### PROBLEM STATEMENT
Write the listing out once more, with every line exactly as it stands.

### EXERCISE INPUT
■ ■ ■ ■
//! Regex rules applied one after another.
//!
//! Rules are grouped into named rule sets. A rule set is produced by a
//! [`Producer`]: a plain function reading the data [`Tables`] and returning
//! the rules in the order they must run. Order matters, later rules see the
//! output of earlier ones (`mdash` claims `--` before `math` could turn it
//! into a minus).
//!
//! All patterns are compiled once, when the processor is built.

use std::collections::HashMap;
use std::fmt;
use std::sync::Arc;

use fancy_regex::{Captures, Regex};

use super::rules::{EXPRESSIONS, Tables};
use super::{Chain, Processor};
use crate::error::ConfigError;
use crate::typus::Options;
use crate::utils::{Case, re_compile, replace_all};

/// Builds the rules of one rule set from the data tables.
pub type Producer = fn(&Tables) -> Vec<Rule>;

type ReplaceFn = dyn Fn(&Captures<'_>) -> String + Send + Sync;

/// What a match is replaced with.
#[derive(Clone)]
pub enum Replace {
    /// Replacement text, `${1}` style group references are expanded.
    Template(String),
    /// Computed from the match.
    Func(Arc<ReplaceFn>),
}

impl Replace {
    pub fn func(func: impl Fn(&Captures<'_>) -> String + Send + Sync + 'static) -> Self {
        Replace::Func(Arc::new(func))
    }
}

impl From<&str> for Replace {
    fn from(template: &str) -> Self {
        Replace::Template(template.to_string())
    }
}

impl From<String> for Replace {
    fn from(template: String) -> Self {
        Replace::Template(template)
    }
}

impl From<char> for Replace {
    fn from(ch: char) -> Self {
        Replace::Template(ch.to_string())
    }
}

impl fmt::Debug for Replace {
    fn fmt(&self, f: &mut fmt::Formatter<'_>) -> fmt::Result {
        match self {
            Replace::Template(template) => f.debug_tuple("Template").field(template).finish(),
            Replace::Func(_) => f.write_str("Func(..)"),
        }
    }
}

/// A pattern and its replacement.
#[derive(Debug, Clone)]
pub struct Rule {
    pub pattern: String,
    pub replace: Replace,
    pub case: Case,
}

impl Rule {
    /// A case-insensitive rule.
    pub fn new(pattern: impl Into<String>, replace: impl Into<Replace>) -> Self {
        Rule {
            pattern: pattern.into(),
            replace: replace.into(),
            case: Case::Insensitive,
        }
    }

    pub fn case_sensitive(mut self) -> Self {
        self.case = Case::Sensitive;
        self
    }
}

/// A compiled [`Rule`].
struct Expression {
    regex: Regex,
    replace: Replace,
}

impl Expression {
    fn compile(rule: Rule) -> Result<Self, ConfigError> {
        Ok(Expression {
            regex: re_compile(&rule.pattern, rule.case)?,
            replace: rule.replace,
        })
    }

    fn apply(&self, text: String) -> String {
        let replaced = match &self.replace {
            Replace::Template(template) => replace_all(&self.regex, &text, template.as_str()),
            Replace::Func(func) => replace_all(&self.regex, &text, |caps: &Captures<'_>| func(caps)),
        };
        replaced.unwrap_or(text)
    }
}

pub struct ExpressionsProcessor {
    expressions: Vec<Expression>,
}

impl ExpressionsProcessor {
    /// Compile the rule sets called `names`, in order.
    ///
    /// A name is looked up in `definitions` first, then among the built-in
    /// rule sets.
    pub fn new(
        names: &[String],
        tables: &Tables,
        definitions: &HashMap<String, Producer>,
    ) -> Result<Self, ConfigError> {
        let mut expressions = Vec::new();
        for name in names {
            let producer = definitions
                .get(name)
                .or_else(|| EXPRESSIONS.get(name.as_str()))
                .ok_or_else(|| ConfigError::UnknownExpression(name.clone()))?;
            for rule in producer(tables) {
                expressions.push(Expression::compile(rule)?);
            }
        }

        log::debug!(
            "compiled {} expression(s) from {} rule set(s)",
            expressions.len(),
            names.len()
        );
        Ok(ExpressionsProcessor { expressions })
    }

    pub fn len(&self) -> usize {
        self.expressions.len()
    }

    pub fn is_empty(&self) -> bool {
        self.expressions.is_empty()
    }

    /// Run every expression over `text`, each one on the previous result.
    pub fn apply(&self, text: String) -> String {
        self.expressions
            .iter()
            .fold(text, |text, expression| expression.apply(text))
    }
}

impl Processor for ExpressionsProcessor {
    fn run(&self, text: String, options: &Options, next: Chain<'_>) -> String {
        next.run(self.apply(text), options)
    }
}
■ ■ ■ ■
### RESULT OF THE TASK
//! Regex rules applied one after another.
//!
//! Rules are grouped into named rule sets. A rule set is produced by a
//! [`Producer`]: a plain function reading the data [`Tables`] and returning
//! the rules in the order they must run. Order matters, later rules see the
//! output of earlier ones (`mdash` claims `--` before `math` could turn it
//! into a minus).
//!
//! All patterns are compiled once, when the processor is built.

use std::collections::HashMap;
use std::fmt;
use std::sync::Arc;

use fancy_regex::{Captures, Regex};

use super::rules::{EXPRESSIONS, Tables};
use super::{Chain, Processor};
use crate::error::ConfigError;
use crate::typus::Options;
use crate::utils::{Case, re_compile, replace_all};

/// Builds the rules of one rule set from the data tables.
pub type Producer = fn(&Tables) -> Vec<Rule>;

type ReplaceFn = dyn Fn(&Captures<'_>) -> String + Send + Sync;

/// What a match is replaced with.
#[derive(Clone)]
pub enum Replace {
    /// Replacement text, `${1}` style group references are expanded.
    Template(String),
    /// Computed from the match.
    Func(Arc<ReplaceFn>),
}

impl Replace {
    pub fn func(func: impl Fn(&Captures<'_>) -> String + Send + Sync + 'static) -> Self {
        Replace::Func(Arc::new(func))
    }
}

impl From<&str> for Replace {
    fn from(template: &str) -> Self {
        Replace::Template(template.to_string())
    }
}

impl From<String> for Replace {
    fn from(template: String) -> Self {
        Replace::Template(template)
    }
}

impl From<char> for Replace {
    fn from(ch: char) -> Self {
        Replace::Template(ch.to_string())
    }
}

impl fmt::Debug for Replace {
    fn fmt(&self, f: &mut fmt::Formatter<'_>) -> fmt::Result {
        match self {
            Replace::Template(template) => f.debug_tuple("Template").field(template).finish(),
            Replace::Func(_) => f.write_str("Func(..)"),
        }
    }
}

/// A pattern and its replacement.
#[derive(Debug, Clone)]
pub struct Rule {
    pub pattern: String,
    pub replace: Replace,
    pub case: Case,
}

impl Rule {
    /// A case-insensitive rule.
    pub fn new(pattern: impl Into<String>, replace: impl Into<Replace>) -> Self {
        Rule {
            pattern: pattern.into(),
            replace: replace.into(),
            case: Case::Insensitive,
        }
    }

    pub fn case_sensitive(mut self) -> Self {
        self.case = Case::Sensitive;
        self
    }
}

/// A compiled [`Rule`].
struct Expression {
    regex: Regex,
    replace: Replace,
}

impl Expression {
    fn compile(rule: Rule) -> Result<Self, ConfigError> {
        Ok(Expression {
            regex: re_compile(&rule.pattern, rule.case)?,
            replace: rule.replace,
        })
    }

    fn apply(&self, text: String) -> String {
        let replaced = match &self.replace {
            Replace::Template(template) => replace_all(&self.regex, &text, template.as_str()),
            Replace::Func(func) => replace_all(&self.regex, &text, |caps: &Captures<'_>| func(caps)),
        };
        replaced.unwrap_or(text)
    }
}

pub struct ExpressionsProcessor {
    expressions: Vec<Expression>,
}

impl ExpressionsProcessor {
    /// Compile the rule sets called `names`, in order.
    ///
    /// A name is looked up in `definitions` first, then among the built-in
    /// rule sets.
    pub fn new(
        names: &[String],
        tables: &Tables,
        definitions: &HashMap<String, Producer>,
    ) -> Result<Self, ConfigError> {
        let mut expressions = Vec::new();
        for name in names {
            let producer = definitions
                .get(name)
                .or_else(|| EXPRESSIONS.get(name.as_str()))
                .ok_or_else(|| ConfigError::UnknownExpression(name.clone()))?;
            for rule in producer(tables) {
                expressions.push(Expression::compile(rule)?);
            }
        }

        log::debug!(
            "compiled {} expression(s) from {} rule set(s)",
            expressions.len(),
            names.len()
        );
        Ok(ExpressionsProcessor { expressions })
    }

    pub fn len(&self) -> usize {
        self.expressions.len()
    }

    pub fn is_empty(&self) -> bool {
        self.expressions.is_empty()
    }

    /// Run every expression over `text`, each one on the previous result.
    pub fn apply(&self, text: String) -> String {
        self.expressions
            .iter()
            .fold(text, |text, expression| expression.apply(text))
    }
}

impl Processor for ExpressionsProcessor {
    fn run(&self, text: String, options: &Options, next: Chain<'_>) -> String {
        next.run(self.apply(text), options)
    }
}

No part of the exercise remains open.